#### [Stored items]
++++++

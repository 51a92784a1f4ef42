//! TUI application state and logic

use crate::core::WORD_LENGTH;
use crate::game::{Game, GameError, Outcome, SubmitError};
use crate::services::WordValidator;
use anyhow::Result;
use crossterm::{
    event::{self, Event, KeyCode, KeyEvent, KeyEventKind, KeyModifiers},
    execute,
    terminal::{EnterAlternateScreen, LeaveAlternateScreen, disable_raw_mode, enable_raw_mode},
};
use ratatui::{Terminal, backend::CrosstermBackend};
use std::io;
use std::time::Duration;

/// Application state
pub struct App<V> {
    pub game: Game<V>,
    pub input_buffer: String,
    pub messages: Vec<Message>,
    pub input_mode: InputMode,
    pub should_quit: bool,
}

#[derive(Debug, Clone, Copy, PartialEq, Eq)]
pub enum InputMode {
    Guessing,
    /// Waiting on the validator; key presses are discarded
    Checking,
    GameOver,
}

#[derive(Debug, Clone)]
pub struct Message {
    pub text: String,
    pub style: MessageStyle,
}

#[derive(Debug, Clone, Copy, PartialEq, Eq)]
pub enum MessageStyle {
    Info,
    Success,
    Error,
}

impl<V: WordValidator> App<V> {
    #[must_use]
    pub fn new(game: Game<V>) -> Self {
        Self {
            game,
            input_buffer: String::new(),
            messages: vec![
                Message {
                    text: "Welcome! Guess the five-letter word in six tries.".to_string(),
                    style: MessageStyle::Info,
                },
                Message {
                    text: "Type a word and press Enter.".to_string(),
                    style: MessageStyle::Info,
                },
            ],
            input_mode: InputMode::Guessing,
            should_quit: false,
        }
    }

    pub fn push_char(&mut self, c: char) {
        if self.input_mode == InputMode::Guessing
            && c.is_ascii_alphabetic()
            && self.input_buffer.len() < WORD_LENGTH
        {
            self.input_buffer.push(c.to_ascii_uppercase());
        }
    }

    pub fn pop_char(&mut self) {
        if self.input_mode == InputMode::Guessing {
            self.input_buffer.pop();
        }
    }

    /// Enter the checking state if there is a guess to submit
    ///
    /// Returns `false` when nothing should be sent to the validator.
    pub fn begin_submit(&mut self) -> bool {
        if self.input_mode != InputMode::Guessing {
            return false;
        }
        if self.input_buffer.len() != WORD_LENGTH {
            self.add_message(
                &format!("Please enter a {WORD_LENGTH}-letter word."),
                MessageStyle::Error,
            );
            return false;
        }
        self.input_mode = InputMode::Checking;
        true
    }

    /// Validate and score the current input
    pub async fn submit_guess(&mut self) {
        let guess = self.input_buffer.clone();

        match self.game.submit(&guess).await {
            Ok(result) => {
                self.input_buffer.clear();
                match result.outcome {
                    Outcome::Won => {
                        let celebration = match self.game.session().attempt_count() {
                            1 => "🎯 HOLE IN ONE! Extraordinary! 🌟",
                            2 => "🔥 MAGNIFICENT! Two guesses! 🔥",
                            3 => "✨ SPLENDID! Three guesses! ✨",
                            4 => "👏 GREAT JOB! Four guesses! 👏",
                            5 => "🎉 NICE WORK! Five guesses! 🎉",
                            _ => "😅 PHEW! Got it in six! 😅",
                        };
                        self.add_message(celebration, MessageStyle::Success);
                        self.finish_game();
                    }
                    Outcome::Lost => {
                        self.add_message(
                            &format!("Game over! The word was {}.", self.game.session().answer()),
                            MessageStyle::Error,
                        );
                        self.finish_game();
                    }
                    Outcome::InProgress => {
                        self.add_message(
                            &format!("{} guesses left", result.attempts_remaining),
                            MessageStyle::Info,
                        );
                        self.input_mode = InputMode::Guessing;
                    }
                }
            }
            Err(SubmitError::Game(GameError::SessionAlreadyEnded)) => {
                self.finish_game();
            }
            Err(e) => {
                self.add_message(&e.user_message(), MessageStyle::Error);
                self.input_mode = InputMode::Guessing;
            }
        }
    }

    fn finish_game(&mut self) {
        self.input_mode = InputMode::GameOver;
        self.add_message("Press 'n' for new game or 'q' to quit.", MessageStyle::Info);
    }

    pub fn new_game(&mut self) {
        self.game.new_game();
        self.input_buffer.clear();
        self.messages.clear();
        self.input_mode = InputMode::Guessing;
        self.add_message("New game started!", MessageStyle::Info);
    }

    pub fn add_message(&mut self, text: &str, style: MessageStyle) {
        self.messages.push(Message {
            text: text.to_string(),
            style,
        });

        // Keep only last 5 messages
        if self.messages.len() > 5 {
            self.messages.remove(0);
        }
    }

    /// Apply a key press; returns `true` if a guess is ready to be validated
    pub fn handle_key(&mut self, key: KeyEvent) -> bool {
        if key.code == KeyCode::Char('c') && key.modifiers.contains(KeyModifiers::CONTROL) {
            self.should_quit = true;
            return false;
        }

        match self.input_mode {
            InputMode::Checking => {}
            InputMode::GameOver => match key.code {
                KeyCode::Char('q' | 'Q') | KeyCode::Esc => self.should_quit = true,
                KeyCode::Char('n' | 'N') | KeyCode::Enter => self.new_game(),
                _ => {}
            },
            InputMode::Guessing => match key.code {
                KeyCode::Esc => self.should_quit = true,
                KeyCode::Char('n') if key.modifiers.contains(KeyModifiers::CONTROL) => {
                    self.new_game();
                }
                KeyCode::Char(c) => self.push_char(c),
                KeyCode::Backspace => self.pop_char(),
                KeyCode::Enter => return self.begin_submit(),
                _ => {}
            },
        }
        false
    }
}

/// Run the TUI application
///
/// # Errors
///
/// Returns an error if terminal setup/cleanup fails or if there's an I/O error
/// during rendering or event handling.
pub async fn run_tui<V: WordValidator>(app: App<V>) -> Result<()> {
    // Setup terminal
    enable_raw_mode()?;
    let mut stdout = io::stdout();
    execute!(stdout, EnterAlternateScreen)?;
    let backend = CrosstermBackend::new(stdout);
    let mut terminal = Terminal::new(backend)?;

    // Run app
    let res = run_app(&mut terminal, app).await;

    // Restore terminal
    disable_raw_mode()?;
    execute!(terminal.backend_mut(), LeaveAlternateScreen)?;
    terminal.show_cursor()?;

    res
}

async fn run_app<B, V>(terminal: &mut Terminal<B>, mut app: App<V>) -> Result<()>
where
    B: ratatui::backend::Backend,
    V: WordValidator,
{
    loop {
        terminal.draw(|f| super::rendering::ui(f, &app))?;

        if !event::poll(Duration::from_millis(250))? {
            continue;
        }

        if let Event::Key(key) = event::read()? {
            // Only process key press events (fixes Windows double-input bug)
            if key.kind != KeyEventKind::Press {
                continue;
            }

            if app.handle_key(key) {
                // Show the checking state before the request goes out
                terminal.draw(|f| super::rendering::ui(f, &app))?;
                app.submit_guess().await;

                // Drop anything typed while the validator was running
                while event::poll(Duration::ZERO)? {
                    event::read()?;
                }
            }
        }

        if app.should_quit {
            break;
        }
    }

    Ok(())
}

#[cfg(test)]
mod tests {
    use super::*;
    use crate::services::{StaticWordSource, WordListValidator};
    use crate::wordlists::loader::words_from_slice;
    use rand::SeedableRng;
    use rand::rngs::StdRng;

    async fn app() -> App<WordListValidator> {
        let game = Game::start(
            StaticWordSource::new(words_from_slice(&["WATER"])),
            WordListValidator::new(words_from_slice(&["WATER", "THERE", "WHICH"])),
            StdRng::seed_from_u64(1),
        )
        .await
        .unwrap();
        App::new(game)
    }

    fn key(code: KeyCode) -> KeyEvent {
        KeyEvent::new(code, KeyModifiers::NONE)
    }

    fn type_word<V: WordValidator>(app: &mut App<V>, word: &str) -> bool {
        word.chars().for_each(|c| {
            app.handle_key(key(KeyCode::Char(c)));
        });
        app.handle_key(key(KeyCode::Enter))
    }

    #[tokio::test]
    async fn typing_is_limited_to_five_letters() {
        let mut app = app().await;
        for c in "wat3erss".chars() {
            app.handle_key(key(KeyCode::Char(c)));
        }
        assert_eq!(app.input_buffer, "WATER");

        app.handle_key(key(KeyCode::Backspace));
        assert_eq!(app.input_buffer, "WATE");
    }

    #[tokio::test]
    async fn short_input_is_not_submitted() {
        let mut app = app().await;
        assert!(!type_word(&mut app, "wat"));
        assert_eq!(app.input_mode, InputMode::Guessing);
        assert_eq!(
            app.messages.last().map(|m| m.style),
            Some(MessageStyle::Error)
        );
    }

    #[tokio::test]
    async fn unknown_word_keeps_input_and_attempts() {
        let mut app = app().await;
        assert!(type_word(&mut app, "xyzzy"));
        assert_eq!(app.input_mode, InputMode::Checking);

        app.submit_guess().await;

        assert_eq!(app.input_mode, InputMode::Guessing);
        assert_eq!(app.input_buffer, "XYZZY");
        assert_eq!(app.game.session().attempt_count(), 0);
    }

    #[tokio::test]
    async fn keys_ignored_while_checking() {
        let mut app = app().await;
        assert!(type_word(&mut app, "there"));
        app.handle_key(key(KeyCode::Backspace));
        app.handle_key(key(KeyCode::Char('x')));
        assert_eq!(app.input_buffer, "THERE");
    }

    #[tokio::test]
    async fn win_then_new_game() {
        let mut app = app().await;
        assert!(type_word(&mut app, "there"));
        app.submit_guess().await;
        assert_eq!(app.input_mode, InputMode::Guessing);
        assert!(app.input_buffer.is_empty());

        assert!(type_word(&mut app, "water"));
        app.submit_guess().await;
        assert_eq!(app.input_mode, InputMode::GameOver);
        assert_eq!(app.game.stats().games_won, 1);

        app.handle_key(key(KeyCode::Char('n')));
        assert_eq!(app.input_mode, InputMode::Guessing);
        assert_eq!(app.game.session().attempt_count(), 0);
    }

    #[tokio::test]
    async fn escape_quits() {
        let mut app = app().await;
        app.handle_key(key(KeyCode::Esc));
        assert!(app.should_quit);
    }

    #[tokio::test]
    async fn messages_are_capped() {
        let mut app = app().await;
        for i in 0..10 {
            app.add_message(&format!("message {i}"), MessageStyle::Info);
        }
        assert_eq!(app.messages.len(), 5);
        assert_eq!(app.messages[4].text, "message 9");
    }
}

++++++

#### [Assignment]
Restate verbatim the first line above and all lines after it through the line containing "word and press"; omit the rest.

#### [Response area]
repository 51a92784a1f4ef42
//! TUI application state and logic

use crate::core::WORD_LENGTH;
use crate::game::{Game, GameError, Outcome, SubmitError};
use crate::services::WordValidator;
use anyhow::Result;
use crossterm::{
    event::{self, Event, KeyCode, KeyEvent, KeyEventKind, KeyModifiers},
    execute,
    terminal::{EnterAlternateScreen, LeaveAlternateScreen, disable_raw_mode, enable_raw_mode},
};
use ratatui::{Terminal, backend::CrosstermBackend};
use std::io;
use std::time::Duration;

/// Application state
pub struct App<V> {
    pub game: Game<V>,
    pub input_buffer: String,
    pub messages: Vec<Message>,
    pub input_mode: InputMode,
    pub should_quit: bool,
}

#[derive(Debug, Clone, Copy, PartialEq, Eq)]
pub enum InputMode {
    Guessing,
    /// Waiting on the validator; key presses are discarded
    Checking,
    GameOver,
}

#[derive(Debug, Clone)]
pub struct Message {
    pub text: String,
    pub style: MessageStyle,
}

#[derive(Debug, Clone, Copy, PartialEq, Eq)]
pub enum MessageStyle {
    Info,
    Success,
    Error,
}

impl<V: WordValidator> App<V> {
    #[must_use]
    pub fn new(game: Game<V>) -> Self {
        Self {
            game,
            input_buffer: String::new(),
            messages: vec![
                Message {
                    text: "Welcome! Guess the five-letter word in six tries.".to_string(),
                    style: MessageStyle::Info,
                },
                Message {
                    text: "Type a word and press Enter.".to_string(),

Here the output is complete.